Die Liebespfeile, die das Herz treffen, stammen nicht vom Himmel, sind also nicht göttlich legitimiert, sondern Ausdruck eines sündhaften Begehrens. Der vermeintlich süße Reiz weltlicher Liebe enthält in Wahrheit „süssen Gifft“, der das Herz in „bitterm schertz“ verletzt – ein klassischer barocker Antithetismus zwischen Schein und Sein, Lust und Leid, Süße und Bitterkeit.
Form und Stil
Das Gedicht besteht aus acht gereimten Versen, vermutlich in vierhebigen Jamben (typisch für Baldes Strophenform), mit einem Kreuzreim (ab ab cd cd). Diese einfache Reimform kontrastiert mit der inhaltlichen Dichte und Schärfe.
Die Strophenstruktur reflektiert die Bewegung von Ablehnung (1–2) über Spott (3–4) hin zu einer allegorischen Entlarvung (5–8): Das Gedicht entlarvt den Mechanismus der Verführung und enthüllt seine verderbliche Wirkung auf das Herz.
Sprachlich-rhetorische Mittel
Verdammung (V.1): „Verdambt sey alle Yppigkeit“ ist ein aggressiver Einstieg; das Verb „verdambt“ evoziert apokalyptische und richterliche Sprache.
Personifikation: Die „Yppigkeit“ und „Eytelkeit“ erscheinen als personifizierte, zu verspottende Mächte.
Antithese: Das zentrale Motiv der Täuschung durch Gegensatz – z. B. „süssem Gifft“ und „bitterm schertz“ – betont die verkehrte Weltlichkeit.

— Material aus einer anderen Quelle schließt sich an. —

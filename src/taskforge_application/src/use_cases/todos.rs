use taskforge_core::{
    NewTodo, Tag, TagStore, TagStoreError, TagWithCount, Todo, TodoPatch, TodoStore,
    TodoStoreError,
};

/// Error types for the todo/tag service
#[derive(Debug, thiserror::Error)]
pub enum TodoServiceError {
    #[error("Todo not found")]
    TodoNotFound,
    #[error("Tag not found")]
    TagNotFound,
    #[error("Tag already exists")]
    TagExists,
    #[error("Tag is still used by {0} todos")]
    TagInUse(usize),
    #[error("Todo store error: {0}")]
    TodoStoreError(TodoStoreError),
    #[error("Tag store error: {0}")]
    TagStoreError(TagStoreError),
}

impl From<TodoStoreError> for TodoServiceError {
    fn from(e: TodoStoreError) -> Self {
        match e {
            TodoStoreError::TodoNotFound => TodoServiceError::TodoNotFound,
            other => TodoServiceError::TodoStoreError(other),
        }
    }
}

impl From<TagStoreError> for TodoServiceError {
    fn from(e: TagStoreError) -> Self {
        match e {
            TagStoreError::TagNotFound => TodoServiceError::TagNotFound,
            TagStoreError::TagExists => TodoServiceError::TagExists,
            other => TodoServiceError::TagStoreError(other),
        }
    }
}

/// Todo service - user-scoped task and tag CRUD. Plain persistence mapping
/// with ownership filters; tag names are resolved (find-or-create) before
/// they reach the todo store.
pub struct TodoService<T, G>
where
    T: TodoStore,
    G: TagStore,
{
    todo_store: T,
    tag_store: G,
}

impl<T, G> TodoService<T, G>
where
    T: TodoStore,
    G: TagStore,
{
    pub fn new(todo_store: T, tag_store: G) -> Self {
        Self {
            todo_store,
            tag_store,
        }
    }

    pub async fn list(&self, user_id: i64) -> Result<Vec<Todo>, TodoServiceError> {
        Ok(self.todo_store.list_for_user(user_id).await?)
    }

    pub async fn get(&self, id: i64, user_id: i64) -> Result<Todo, TodoServiceError> {
        Ok(self.todo_store.find_for_user(id, user_id).await?)
    }

    #[tracing::instrument(name = "TodoService::create", skip_all, fields(user_id))]
    pub async fn create(&self, user_id: i64, todo: NewTodo) -> Result<Todo, TodoServiceError> {
        let tags = self.resolve_tags(&todo.tags, user_id).await?;
        Ok(self.todo_store.create(user_id, todo, &tags).await?)
    }

    #[tracing::instrument(name = "TodoService::update", skip_all, fields(id, user_id))]
    pub async fn update(
        &self,
        id: i64,
        user_id: i64,
        patch: TodoPatch,
    ) -> Result<Todo, TodoServiceError> {
        let tags = match &patch.tags {
            Some(names) => Some(self.resolve_tags(names, user_id).await?),
            None => None,
        };
        Ok(self
            .todo_store
            .update(id, user_id, patch, tags.as_deref())
            .await?)
    }

    pub async fn remove(&self, id: i64, user_id: i64) -> Result<Todo, TodoServiceError> {
        Ok(self.todo_store.delete(id, user_id).await?)
    }

    pub async fn complete(&self, id: i64, user_id: i64) -> Result<Todo, TodoServiceError> {
        Ok(self.todo_store.mark_complete(id, user_id).await?)
    }

    /// Todos carrying the named tag; an unknown tag is just an empty list.
    pub async fn find_by_tag(
        &self,
        tag_name: &str,
        user_id: i64,
    ) -> Result<Vec<Todo>, TodoServiceError> {
        let tag = match self.tag_store.find_by_name(tag_name, user_id).await {
            Ok(tag) => tag,
            Err(TagStoreError::TagNotFound) => return Ok(Vec::new()),
            Err(e) => return Err(e.into()),
        };
        Ok(self.todo_store.list_by_tag(tag.id, user_id).await?)
    }

    pub async fn all_tags(&self, user_id: i64) -> Result<Vec<TagWithCount>, TodoServiceError> {
        let tags = self.tag_store.list_for_user(user_id).await?;
        let mut result = Vec::with_capacity(tags.len());
        for tag in tags {
            let todos = self.todo_store.list_by_tag(tag.id, user_id).await?;
            result.push(TagWithCount {
                id: tag.id,
                name: tag.name,
                count: todos.len(),
            });
        }
        Ok(result)
    }

    pub async fn used_tags(&self, user_id: i64) -> Result<Vec<TagWithCount>, TodoServiceError> {
        Ok(self
            .all_tags(user_id)
            .await?
            .into_iter()
            .filter(|t| t.count > 0)
            .collect())
    }

    pub async fn unused_tags(&self, user_id: i64) -> Result<Vec<TagWithCount>, TodoServiceError> {
        Ok(self
            .all_tags(user_id)
            .await?
            .into_iter()
            .filter(|t| t.count == 0)
            .collect())
    }

    pub async fn create_tag(
        &self,
        name: &str,
        user_id: i64,
    ) -> Result<TagWithCount, TodoServiceError> {
        let tag = self.tag_store.create(name, user_id).await?;
        Ok(TagWithCount {
            id: tag.id,
            name: tag.name,
            count: 0,
        })
    }

    #[tracing::instrument(name = "TodoService::delete_tag", skip_all, fields(id, user_id))]
    pub async fn delete_tag(&self, id: i64, user_id: i64) -> Result<Tag, TodoServiceError> {
        let tag = self.tag_store.find_for_user(id, user_id).await?;
        let in_use = self.todo_store.list_by_tag(tag.id, user_id).await?.len();
        if in_use > 0 {
            return Err(TodoServiceError::TagInUse(in_use));
        }
        Ok(self.tag_store.delete(tag.id, user_id).await?)
    }

    pub async fn delete_tag_by_name(
        &self,
        name: &str,
        user_id: i64,
    ) -> Result<Tag, TodoServiceError> {
        let tag = self.tag_store.find_by_name(name, user_id).await?;
        self.delete_tag(tag.id, user_id).await
    }

    async fn resolve_tags(
        &self,
        names: &[String],
        user_id: i64,
    ) -> Result<Vec<Tag>, TodoServiceError> {
        let mut tags = Vec::with_capacity(names.len());
        for name in names {
            tags.push(self.tag_store.find_or_create(name, user_id).await?);
        }
        Ok(tags)
    }
}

Metaphorik der Liebe als Waffe: Der Pfeil der Liebe, der „in Eyl“ (also plötzlich und unbedacht) trifft, ist ein Trugbild des göttlichen Eros, eine Umkehrung des platonisch-christlichen Ideals.

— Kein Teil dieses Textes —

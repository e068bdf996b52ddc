use axum::http::HeaderMap;

use taskforge_adapters::{JwtConfig, validate_access_token};
use taskforge_core::{DeviceInfo, TokenPayload};

use crate::error::ApiError;

/// Pull the bearer token out of the `Authorization` header.
pub fn bearer_token(headers: &HeaderMap) -> Result<&str, ApiError> {
    let header = headers
        .get("authorization")
        .and_then(|v| v.to_str().ok())
        .ok_or_else(|| ApiError::Authentication("Authorization header is required".to_owned()))?;

    header.strip_prefix("Bearer ").ok_or_else(|| {
        ApiError::Authentication(
            "Authorization header must be in format: Bearer [token]".to_owned(),
        )
    })
}

/// Authenticate a request from its headers: bearer extraction plus access
/// token validation. Returns the identity asserted by the token.
pub fn authenticate(headers: &HeaderMap, config: &JwtConfig) -> Result<TokenPayload, ApiError> {
    let token = bearer_token(headers)?;
    Ok(validate_access_token(token, config)?)
}

/// Classify the calling device from request headers, for the device-aware
/// login variant. The client IP is taken from `X-Forwarded-For` when the
/// service sits behind a proxy.
pub fn device_info(headers: &HeaderMap) -> DeviceInfo {
    let user_agent = headers
        .get("user-agent")
        .and_then(|v| v.to_str().ok())
        .unwrap_or("");
    let ip_address = headers
        .get("x-forwarded-for")
        .and_then(|v| v.to_str().ok())
        .and_then(|v| v.split(',').next())
        .map(|v| v.trim().to_owned());

    DeviceInfo::from_user_agent(user_agent, ip_address)
}
#[async_trait]
impl TagStore for InMemoryTagStore {
    async fn list_for_user(&self, user_id: i64) -> Result<Vec<Tag>, TagStoreError> {
        Ok(self
            .tags
            .read()
            .await
            .iter()
            .filter(|t| t.user_id == user_id)
            .cloned()
            .collect())
    }

    async fn find_for_user(&self, id: i64, user_id: i64) -> Result<Tag, TagStoreError> {
        self.tags
            .read()
            .await
            .iter()
            .find(|t| t.id == id && t.user_id == user_id)
            .cloned()
            .ok_or(TagStoreError::TagNotFound)
    }

    async fn find_by_name(&self, name: &str, user_id: i64) -> Result<Tag, TagStoreError> {
        self.tags
            .read()
            .await
            .iter()
            .find(|t| t.name == name && t.user_id == user_id)
            .cloned()
            .ok_or(TagStoreError::TagNotFound)
    }

    async fn find_or_create(&self, name: &str, user_id: i64) -> Result<Tag, TagStoreError> {
        let mut tags = self.tags.write().await;
        if let Some(tag) = tags
            .iter()
            .find(|t| t.name == name && t.user_id == user_id)
        {
            return Ok(tag.clone());
        }
        let tag = Tag {
            id: tags.len() as i64 + 1,
            user_id,
            name: name.to_owned(),
            created_at: Utc::now(),
        };
        tags.push(tag.clone());
        Ok(tag)
    }

    async fn create(&self, name: &str, user_id: i64) -> Result<Tag, TagStoreError> {
        let mut tags = self.tags.write().await;
        if tags.iter().any(|t| t.name == name && t.user_id == user_id) {
            return Err(TagStoreError::TagExists);
        }
        let tag = Tag {
            id: tags.len() as i64 + 1,
            user_id,
            name: name.to_owned(),
            created_at: Utc::now(),
        };
        tags.push(tag.clone());
        Ok(tag)
    }

    async fn delete(&self, id: i64, user_id: i64) -> Result<Tag, TagStoreError> {
        let mut tags = self.tags.write().await;
        let index = tags
            .iter()
            .position(|t| t.id == id && t.user_id == user_id)
            .ok_or(TagStoreError::TagNotFound)?;
        Ok(tags.remove(index))
    }
}

/// Cheap stand-in for the argon2 hasher: reversible on purpose so tests
/// stay fast while credential comparison still goes through the port.
#[derive(Clone, Default)]
pub struct FakePasswordHasher;

#[async_trait]
impl PasswordHasher for FakePasswordHasher {
    async fn hash(&self, password: &Password) -> Result<Secret<String>, String> {
        Ok(Secret::from(format!(
            "fake-hash:{}",
            password.as_ref().expose_secret()
        )))
    }

    async fn verify(&self, password: &Password, hash: &Secret<String>) -> Result<bool, String> {
        Ok(hash.expose_secret()
            == &format!("fake-hash:{}", password.as_ref().expose_secret()))
    }
}
//! Axum-specific logout route.

use axum::{Json, extract::State, http::StatusCode, response::IntoResponse};
use serde::Deserialize;

use taskforge_application::LogoutUseCase;
use taskforge_core::SessionStore;

use crate::error::ApiError;

#[derive(Deserialize)]
pub struct LogoutRequest {
    pub refresh_token: Option<String>,
}

/// Revokes the presented refresh token. Succeeds whether or not a live
/// token was supplied.
#[tracing::instrument(name = "Logout", skip_all)]
pub async fn logout<S>(
    State(session_store): State<S>,
    Json(request): Json<LogoutRequest>,
) -> Result<impl IntoResponse, ApiError>
where
    S: SessionStore + Clone + 'static,
{
    if let Some(token) = request.refresh_token {
        LogoutUseCase::new(session_store).execute(&token).await?;
    }
    Ok(StatusCode::NO_CONTENT)
}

Alliteration und Klang: „Pfeil der Lieb in Eyl“ verstärkt durch Lautmalerei das Gefühl von Geschwindigkeit, Unbedachtheit und Gefahr.

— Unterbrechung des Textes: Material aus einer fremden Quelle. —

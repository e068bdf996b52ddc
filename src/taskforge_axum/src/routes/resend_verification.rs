//! Axum-specific resend-verification route.

use axum::{Json, extract::State, response::IntoResponse};
use secrecy::Secret;
use serde::Deserialize;

use taskforge_application::ResendVerificationUseCase;
use taskforge_core::{CredentialStore, Email, EmailClient};

use crate::error::ApiError;

#[derive(Deserialize)]
pub struct ResendVerificationRequest {
    pub email: Secret<String>,
}

#[tracing::instrument(name = "Resend verification", skip_all)]
pub async fn resend_verification<C, M>(
    State((credential_store, email_client)): State<(C, M)>,
    Json(request): Json<ResendVerificationRequest>,
) -> Result<impl IntoResponse, ApiError>
where
    C: CredentialStore + Clone + 'static,
    M: EmailClient + Clone + 'static,
{
    let email = Email::try_from(request.email)?;

    ResendVerificationUseCase::new(credential_store, email_client)
        .execute(&email)
        .await?;

    Ok(Json(
        serde_json::json!({ "message": "Verification email sent" }),
    ))
}
pub mod get_user;
pub mod login;
pub mod logout;
pub mod refresh_session;
pub mod register;
pub mod request_password_reset;
pub mod resend_verification;
pub mod reset_password;
pub mod sessions;
pub mod todos;
pub mod verify_email;

/// Lifetime of a freshly issued refresh token.
pub(crate) const REFRESH_TOKEN_TTL_DAYS: i64 = 30;

/// A refresh with less than this much lifetime remaining is rotated onto a
/// fresh token; above it the presented token is handed back unchanged.
pub(crate) const ROTATION_THRESHOLD_DAYS: i64 = 7;

/// Validity window of an email-verification code.
pub(crate) const VERIFICATION_CODE_TTL_HOURS: i64 = 24;

/// Validity window of a password-reset code.
pub(crate) const RESET_CODE_TTL_HOURS: i64 = 1;
#[tokio::test]
async fn test_resend_verification() {
    let app = TestApp::spawn();
    let (status, _) = app
        .request(
            "POST",
            "/auth/register",
            None,
            Some(json!({
                "name": "Alice",
                "email": "alice@x.com",
                "password": "password123"
            })),
        )
        .await;
    assert_eq!(status, StatusCode::CREATED);

    let (status, _) = app
        .request(
            "POST",
            "/auth/resend-verification",
            None,
            Some(json!({ "email": "alice@x.com" })),
        )
        .await;
    assert_eq!(status, StatusCode::OK);

    // The freshly issued code verifies the account.
    let code = app.mailer.last_code().await;
    let (status, _) = app
        .request(
            "POST",
            "/auth/verify-email",
            None,
            Some(json!({ "code": code.as_str() })),
        )
        .await;
    assert_eq!(status, StatusCode::OK);

    // Unknown account and already-verified account are both rejected.
    let (status, _) = app
        .request(
            "POST",
            "/auth/resend-verification",
            None,
            Some(json!({ "email": "ghost@x.com" })),
        )
        .await;
    assert_eq!(status, StatusCode::NOT_FOUND);

    let (status, _) = app
        .request(
            "POST",
            "/auth/resend-verification",
            None,
            Some(json!({ "email": "alice@x.com" })),
        )
        .await;
    assert_eq!(status, StatusCode::BAD_REQUEST);
}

Enjambements und Inversionen (v. a. in den letzten vier Versen) spiegeln eine gewisse Unruhe, vielleicht auch die seelische Verwirrung, die durch diese falsche Liebe entsteht.
Philosophisch-theologischer Gehalt
Balde, ein Jesuit, steht in der Tradition der barocken Gegenreformation. Seine Dichtung zielt auf moralische Belehrung und seelische Läuterung. In diesem Text:
• Die Verwerfung der Yppigkeit ist eine Ablehnung von luxuria, einer der sieben Todsünden. Die Kritik richtet sich gegen ein Leben, das sich auf Schönheit, Genuss und äußeren Glanz konzentriert.
• Die „Lieb“, die nicht von „Himmel gschossen“, ist nicht agape, sondern eros im entarteten Sinn – also eine Liebe, die sich nicht auf Gott richtet, sondern auf vergängliche Schönheiten.
• Die täuschende Süße weltlicher Begierden wird zur Metapher für die Gefahr der Verführung und des Seelenverlusts.
• Diese Gedanken wurzeln tief in der vanitas-Tradition, die im Dreißigjährigen Krieg (Balde lebte 1604–1668) durch die massive Präsenz von Tod, Elend und Vergänglichkeit bestärkt wurde. Das Gedicht ist somit auch Ausdruck einer existentiellen Krise und einer Suche nach Beständigkeit im Göttlichen.